悪貨は良貨を駆逐した

 悪貨は良貨を駆逐するとは、より実質価値の高い貨幣が流通過程から駆逐され、より実質価値の低い貨幣が流通するという法則である。

 金→薄められた金→管理紙幣→ ・・・ と、実質価値よりも流通価値の高い貨幣が優先するようになるという歴史的法則は正しいように動いている。基軸通貨であるドルの管理通貨がもはや実質価値を失いかけているため、その100倍も流通している債券が正貨になりそうな勢いである。

 管理通貨→債券 

 悪貨が良貨を駆逐するのは、貨幣の本質が逆だからである。実際は「良貨が悪貨を駆逐している」。貨幣を金にすること自体が間違っているからだ。管理通貨よりも債券の方が優先流通されるのは、管理通貨がアメリカの国内事情と中央銀行が独占的に発行され、貸し出されるためである。しかも、管理する何の基準もないためである。
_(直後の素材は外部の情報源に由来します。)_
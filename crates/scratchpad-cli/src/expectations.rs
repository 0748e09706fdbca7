//! Expectation files.
//!
//! ```text
//! # test: greeting
//! print('hi')
//! # expect: "hi\n"
//! ```
//!
//! The expected value is a JSON string compared with the selected output.
//! A case without `# expect:` only has to run without a fault.

use std::fs;
use std::path::{Path, PathBuf};
use std::process::ExitCode;

use anyhow::Result;
use scratchpad::platform::cli::python::PythonRuntime;
use scratchpad::{Outcome, Runtime};

const TEST_MARKER: &str = "# test:";
const EXPECT_MARKER: &str = "# expect:";

#[derive(Debug, PartialEq, Eq)]
struct TestCase {
    name: String,
    code: String,
    expected: Option<String>,
}

pub async fn run_files(files: &[PathBuf]) -> Result<ExitCode> {
    let mut total = 0;
    let mut passed = 0;
    let mut failed = 0;

    for file in files {
        match fs::read_to_string(file) {
            Ok(content) => {
                eprintln!("{}", file.display());
                for case in parse_cases(&content) {
                    total += 1;
                    if run_case(file, &case).await {
                        passed += 1;
                    } else {
                        failed += 1;
                    }
                }
            }
            Err(e) => {
                eprintln!("Error reading {}: {}", file.display(), e);
                failed += 1;
            }
        }
    }

    eprintln!("\n{total} tests: {passed} passed, {failed} failed");
    Ok(if failed > 0 {
        ExitCode::FAILURE
    } else {
        ExitCode::SUCCESS
    })
}

fn parse_cases(content: &str) -> Vec<TestCase> {
    let mut cases = Vec::new();
    let mut current: Option<TestCase> = None;

    for line in content.lines() {
        if let Some(name) = line.strip_prefix(TEST_MARKER) {
            cases.extend(current.take());
            current = Some(TestCase {
                name: name.trim().to_string(),
                code: String::new(),
                expected: None,
            });
        } else if let Some(expected) = line.strip_prefix(EXPECT_MARKER) {
            if let Some(mut case) = current.take() {
                case.expected = Some(expected.trim().to_string());
                cases.push(case);
            }
        } else if let Some(case) = current.as_mut() {
            if !case.code.is_empty() {
                case.code.push('\n');
            }
            case.code.push_str(line);
        }
    }
    cases.extend(current);
    cases
}

/// Each case gets a fresh interpreter so cases cannot see each other's globals.
async fn run_case(file: &Path, case: &TestCase) -> bool {
    eprint!("  {} ... ", case.name);

    let capture = match PythonRuntime::new().run_captured(&case.code).await {
        Ok(capture) => capture,
        Err(e) => {
            eprintln!("FAILED: {e}");
            return false;
        }
    };
    let raised = matches!(capture.outcome, Outcome::Raised { .. });
    let actual = capture.into_output();

    let Some(expected) = &case.expected else {
        if raised {
            eprintln!("FAILED");
            eprintln!("{actual}");
            return false;
        }
        eprintln!("ok");
        return true;
    };

    match serde_json::from_str::<String>(expected) {
        Ok(expected) if expected == actual => {
            eprintln!("ok");
            true
        }
        Ok(_) => {
            eprintln!("FAILED");
            eprintln!("    expected: {expected}");
            eprintln!(
                "    actual:   {}",
                serde_json::Value::String(actual)
            );
            false
        }
        Err(e) => {
            eprintln!(
                "FAILED (invalid expected JSON in {}: {e})",
                file.display()
            );
            false
        }
    }
}
//! RustPython as the embedded runtime.
//!
//! One interpreter per session. Globals persist between runs the same way
//! they do in a browser page, so a run can see what the previous one defined.
//!
//! Native stdlib modules (`math`, `_json`, `_random`, ...) come
//! from `rustpython-stdlib`. Pure-Python modules are picked up from a host
//! Python installation when one exists.
//!
//! ## Output capture
//!
//! `sys.stdout` and `sys.stderr` are swapped for minimal Python-level objects
//! whose `write(s)` appends to a Rust-side sink, and swapped back after the
//! run whatever happened. The user's source is compiled and executed as-is;
//! it is never spliced into a wrapper program.

use std::cell::RefCell;
use std::path::Path;
use std::rc::Rc;
use std::sync::{Arc, Mutex, PoisonError};

use async_trait::async_trait;
use log::{debug, info};
use rustpython_vm::{
    AsObject, Interpreter, PyObjectRef, PyResult, Settings, VirtualMachine,
    builtins::PyBaseExceptionRef, compiler::Mode, function::FuncArgs, scope::Scope,
};

use crate::error::{LoadError, RuntimeError};
use crate::exec::{Capture, Outcome, Runtime};

/// Filename shown in tracebacks for the user's source.
const SOURCE_PATH: &str = "<exec>";

const HOST_STDLIB_DIRS: &[&str] = &[
    "/usr/local/lib/python3.12",
    "/usr/local/lib/python3.11",
    "/usr/local/lib/python3.10",
    "/usr/lib/python3.12",
    "/usr/lib/python3.11",
    "/usr/lib/python3.10",
    "/usr/lib/python3",
];

pub struct PythonRuntime {
    interpreter: Interpreter,
    globals: RefCell<Option<Scope>>,
}

impl PythonRuntime {
    pub fn new() -> Self {
        Self {
            interpreter: Interpreter::with_init(settings(), |vm| {
                vm.add_native_modules(rustpython_stdlib::get_module_inits());
            }),
            globals: RefCell::new(None),
        }
    }

    /// Loader future for [`RuntimeLoader::initialize`](crate::RuntimeLoader::initialize).
    pub async fn load() -> Result<Rc<dyn Runtime>, LoadError> {
        info!("Starting embedded RustPython interpreter");
        Ok(Rc::new(Self::new()))
    }

    fn scope(&self, vm: &VirtualMachine) -> Scope {
        self.globals
            .borrow_mut()
            .get_or_insert_with(|| {
                let scope = vm.new_scope_with_builtins();
                let _ = scope
                    .globals
                    .set_item("__name__", vm.ctx.new_str("__main__").into(), vm);
                scope
            })
            .clone()
    }

    fn run_in_vm(&self, vm: &VirtualMachine, source: &str) -> Capture {
        let stdout = Sink::default();
        let stderr = Sink::default();
        let saved = redirect_streams(vm, &stdout, &stderr);

        let outcome = self.execute_source(vm, source);

        restore_streams(vm, saved);
        Capture {
            stdout: stdout.take(),
            stderr: stderr.take(),
            outcome,
        }
    }

    fn execute_source(&self, vm: &VirtualMachine, source: &str) -> Outcome {
        // BlockExpr makes the run evaluate to its last expression statement
        let code = match vm.compile(source, Mode::BlockExpr, SOURCE_PATH.to_owned()) {
            Ok(code) => code,
            Err(error) => {
                return Outcome::Raised {
                    traceback: format!("SyntaxError: {error}\n"),
                };
            }
        };
        match vm.run_code_obj(code, self.scope(vm)) {
            Ok(value) => Outcome::Completed {
                value: stringify(vm, &value),
            },
            Err(exception) if is_system_exit(vm, &exception) => Outcome::Exited {
                description: format!("SystemExit: {}", exception_message(vm, &exception)),
            },
            Err(exception) => Outcome::Raised {
                traceback: format_traceback(vm, &exception),
            },
        }
    }
}

fn settings() -> Settings {
    let mut settings = Settings::default();
    for dir in HOST_STDLIB_DIRS {
        if Path::new(dir).is_dir() {
            debug!("Adding host stdlib directory {dir}");
            settings.path_list.push((*dir).to_owned());
        }
    }
    settings
}

impl Default for PythonRuntime {
    fn default() -> Self {
        Self::new()
    }
}

#[async_trait(?Send)]
impl Runtime for PythonRuntime {
    async fn run_captured(&self, source: &str) -> Result<Capture, RuntimeError> {
        let capture = self.interpreter.enter(|vm| self.run_in_vm(vm, source));
        debug!(
            "Run finished: {} bytes stdout, {} bytes stderr",
            capture.stdout.len(),
            capture.stderr.len()
        );
        Ok(capture)
    }

    fn read_file(&self, path: &str) -> Result<Option<String>, RuntimeError> {
        let filesystem_error = |message: String| RuntimeError::Filesystem {
            path: path.to_string(),
            message,
        };
        self.interpreter.enter(|vm| {
            // Go through the interpreter's own `open` so the lookup resolves
            // exactly as it does for the user's code.
            let open = vm
                .builtins
                .get_attr("open", vm)
                .map_err(|exception| filesystem_error(exception_message(vm, &exception)))?;
            let file = match open.call((vm.ctx.new_str(path), vm.ctx.new_str("r")), vm) {
                Ok(file) => file,
                Err(exception)
                    if exception
                        .as_object()
                        .fast_isinstance(vm.ctx.exceptions.file_not_found_error) =>
                {
                    return Ok(None);
                }
                Err(exception) => return Err(filesystem_error(exception_message(vm, &exception))),
            };
            let contents = vm
                .call_method(&file, "read", ())
                .and_then(|contents| contents.str(vm))
                .map(|contents| contents.as_str().to_owned());
            let _ = vm.call_method(&file, "close", ());
            contents
                .map(Some)
                .map_err(|exception| filesystem_error(exception_message(vm, &exception)))
        })
    }
}

/// Text written to one redirected stream.
#[derive(Clone, Default)]
struct Sink {
    buffer: Arc<Mutex<String>>,
}

impl Sink {
    fn write(&self, text: &str) {
        self.buffer
            .lock()
            .unwrap_or_else(PoisonError::into_inner)
            .push_str(text);
    }

    fn take(&self) -> String {
        std::mem::take(&mut *self.buffer.lock().unwrap_or_else(PoisonError::into_inner))
    }
}

struct SavedStreams {
    stdout: Option<PyObjectRef>,
    stderr: Option<PyObjectRef>,
}

fn redirect_streams(vm: &VirtualMachine, stdout: &Sink, stderr: &Sink) -> SavedStreams {
    let saved = SavedStreams {
        stdout: vm.sys_module.get_attr("stdout", vm).ok(),
        stderr: vm.sys_module.get_attr("stderr", vm).ok(),
    };
    let _ = vm
        .sys_module
        .set_attr("stdout", build_writer_object(vm, stdout.clone()), vm);
    let _ = vm
        .sys_module
        .set_attr("stderr", build_writer_object(vm, stderr.clone()), vm);
    saved
}

fn restore_streams(vm: &VirtualMachine, saved: SavedStreams) {
    // A stream that was missing before the run must not stay redirected
    let stdout = saved.stdout.unwrap_or_else(|| vm.ctx.none());
    let stderr = saved.stderr.unwrap_or_else(|| vm.ctx.none());
    let _ = vm.sys_module.set_attr("stdout", stdout, vm);
    let _ = vm.sys_module.set_attr("stderr", stderr, vm);
}

/// A module used as a plain namespace with `write(s)` and `flush()`.
///
/// `print()` calls `sys.stdout.write(s)` for the text and again for the
/// line ending, so everything printed lands in the sink.
fn build_writer_object(vm: &VirtualMachine, sink: Sink) -> PyObjectRef {
    let write_fn = vm.new_function(
        "write",
        move |args: FuncArgs, vm: &VirtualMachine| -> PyResult<PyObjectRef> {
            let text: String = args
                .args
                .first()
                .and_then(|object| object.str(vm).ok())
                .map(|text| text.as_str().to_owned())
                .unwrap_or_default();
            sink.write(&text);
            Ok(vm.ctx.new_int(text.chars().count()).into())
        },
    );
    let flush_fn = vm.new_function(
        "flush",
        |_args: FuncArgs, vm: &VirtualMachine| -> PyResult<PyObjectRef> { Ok(vm.ctx.none()) },
    );

    let namespace = vm.new_module("<capture>", vm.ctx.new_dict(), None);
    let _ = namespace.set_attr("write", write_fn, vm);
    let _ = namespace.set_attr("flush", flush_fn, vm);
    let _ = namespace.set_attr("closed", vm.ctx.new_bool(false), vm);
    let _ = namespace.set_attr("encoding", vm.ctx.new_str("utf-8"), vm);
    namespace.into()
}

fn is_system_exit(vm: &VirtualMachine, exception: &PyBaseExceptionRef) -> bool {
    exception
        .as_object()
        .fast_isinstance(vm.ctx.exceptions.system_exit)
}

fn exception_message(vm: &VirtualMachine, exception: &PyBaseExceptionRef) -> String {
    exception
        .as_object()
        .str(vm)
        .map(|message| message.as_str().to_owned())
        .unwrap_or_else(|_| "unknown error".to_owned())
}

fn format_traceback(vm: &VirtualMachine, exception: &PyBaseExceptionRef) -> String {
    let mut traceback = String::new();
    if vm.write_exception(&mut traceback, exception).is_err() || traceback.is_empty() {
        return format!("{}\n", exception_message(vm, exception));
    }
    traceback
}

/// `str(value)`, with `None` meaning "no result".
fn stringify(vm: &VirtualMachine, value: &PyObjectRef) -> Option<String> {
    if vm.is_none(value) {
        return None;
    }
    value.str(vm).ok().map(|text| text.as_str().to_owned())
}
//! File-based persistence for CLI.

use std::fs;
use std::io::ErrorKind;
use std::path::PathBuf;

use crate::error::StorageError;
use crate::storage::KeyValueStore;

/// One `<key>.txt` file per key under `base_path`.
pub struct FileStorage {
    base_path: PathBuf,
}

impl FileStorage {
    pub fn new(base_path: PathBuf) -> Self {
        Self { base_path }
    }

    fn path_for(&self, key: &str) -> PathBuf {
        self.base_path.join(format!("{key}.txt"))
    }
}

impl KeyValueStore for FileStorage {
    fn get(&self, key: &str) -> Result<Option<String>, StorageError> {
        match fs::read_to_string(self.path_for(key)) {
            Ok(value) => Ok(Some(value)),
            Err(error) if error.kind() == ErrorKind::NotFound => Ok(None),
            Err(source) => Err(StorageError::Io {
                key: key.to_string(),
                source,
            }),
        }
    }

    fn set(&self, key: &str, value: &str) -> Result<(), StorageError> {
        let io_error = |source| StorageError::Io {
            key: key.to_string(),
            source,
        };
        fs::create_dir_all(&self.base_path).map_err(io_error)?;
        fs::write(self.path_for(key), value).map_err(io_error)
    }

    fn remove(&self, key: &str) -> Result<(), StorageError> {
        match fs::remove_file(self.path_for(key)) {
            Err(error) if error.kind() != ErrorKind::NotFound => Err(StorageError::Io {
                key: key.to_string(),
                source: error,
            }),
            _ => Ok(()),
        }
    }
}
 国際通貨としてのアメリカドルは何万年もたってもけして返済されないであろうアメリカ国債を支えるためにどんどん印刷されている。そのこと事態、債券が主で、管理紙幣が従の関係になっている証拠である。

 世界の経済ニュースは株式市場と為替市場が中心である。株は企業債券であり、為替は国の債券みたいなものである。

 ではなぜ「紙幣と債券」の主従関係が逆になってしまったのだろうか? 

 それは経済社会が「借りた金を利息を付けて返す信用(法律)」から成り立っているためである。そのため、貸した人が借りた人を支配し、利息を多く得た人が利息の少ない人を支配することになった。

 持っているお金を一番多く増やしてくれる投資銀行が、商業銀行よりも、返済の必要のない中央銀行よりも、頼りにしたからである。

 物々交換から発展させた貨幣でも、どうしても債券は重要な自由経済には必要な貨幣になる。数学おける0、ー1、+1の数字がなければ数学ができないように、貨幣にとっても、債券は欠かせないものである。

 物価を調整するためには、債券がなかったら、紙幣の発行数を増減させることで可能である。債券で物価を調整しようとして、よく金利の増減で行おうとするが、それ効果はうすいことは経験で証明済みだ。

 債券による物価調整はその発行総額であろう。株も債券だから、その価格が暴落すると、債券の総発行総額は減少するので平均物価は安くなる。その逆も真なりであろう。

 しかし、債券の価格はその信用度に大きく左右されるため、管理するのは難しい。株が企業の債券であれば、為替は国の債券だといえそうだ。アメリカの国債の信用度が下がるとドルは下がり、日本の国債の信用度が上がると円は上がるからだ。

 こうした国の為替価格を国が決定できる管理通貨にすれば、債券を管理することができる。中国は自国の管理通貨だから、他国が不景気でも自国だけ景気をよくすることが可能だったといえよう。

 しかし、国内の債券も管理通貨にしないと、物価調整ができない。

 例えば、日本の国債の価格を信用度ではなく、管理価格で決定できれば、物価調整が可能になる。それは利息の上げ下げではなく、債券そのものの価格である。国債を返済しようとして、消費税を上げ、物価を上げ、不景気にする必要がなく、国債に物価調整税をかけて、価格を下げれば、庶民の減税効果になり景気がよくなる。

 為替も管理債券にすれば、1ドル90円にもでき、輸出業者を守ることも可能になる。 自由市場は最低と最高価格を制限しなくては成り立たない。自由には義務が必要のように、自由価格には最低と最高限度が必要なのである。

 今後世界は管理通貨制度から、管理債券・管理為替制度に変わらざるをえなくなるように思える。自国の経済の主権は自国にあるようにすることが、自国の自由を守るには必要だからだ。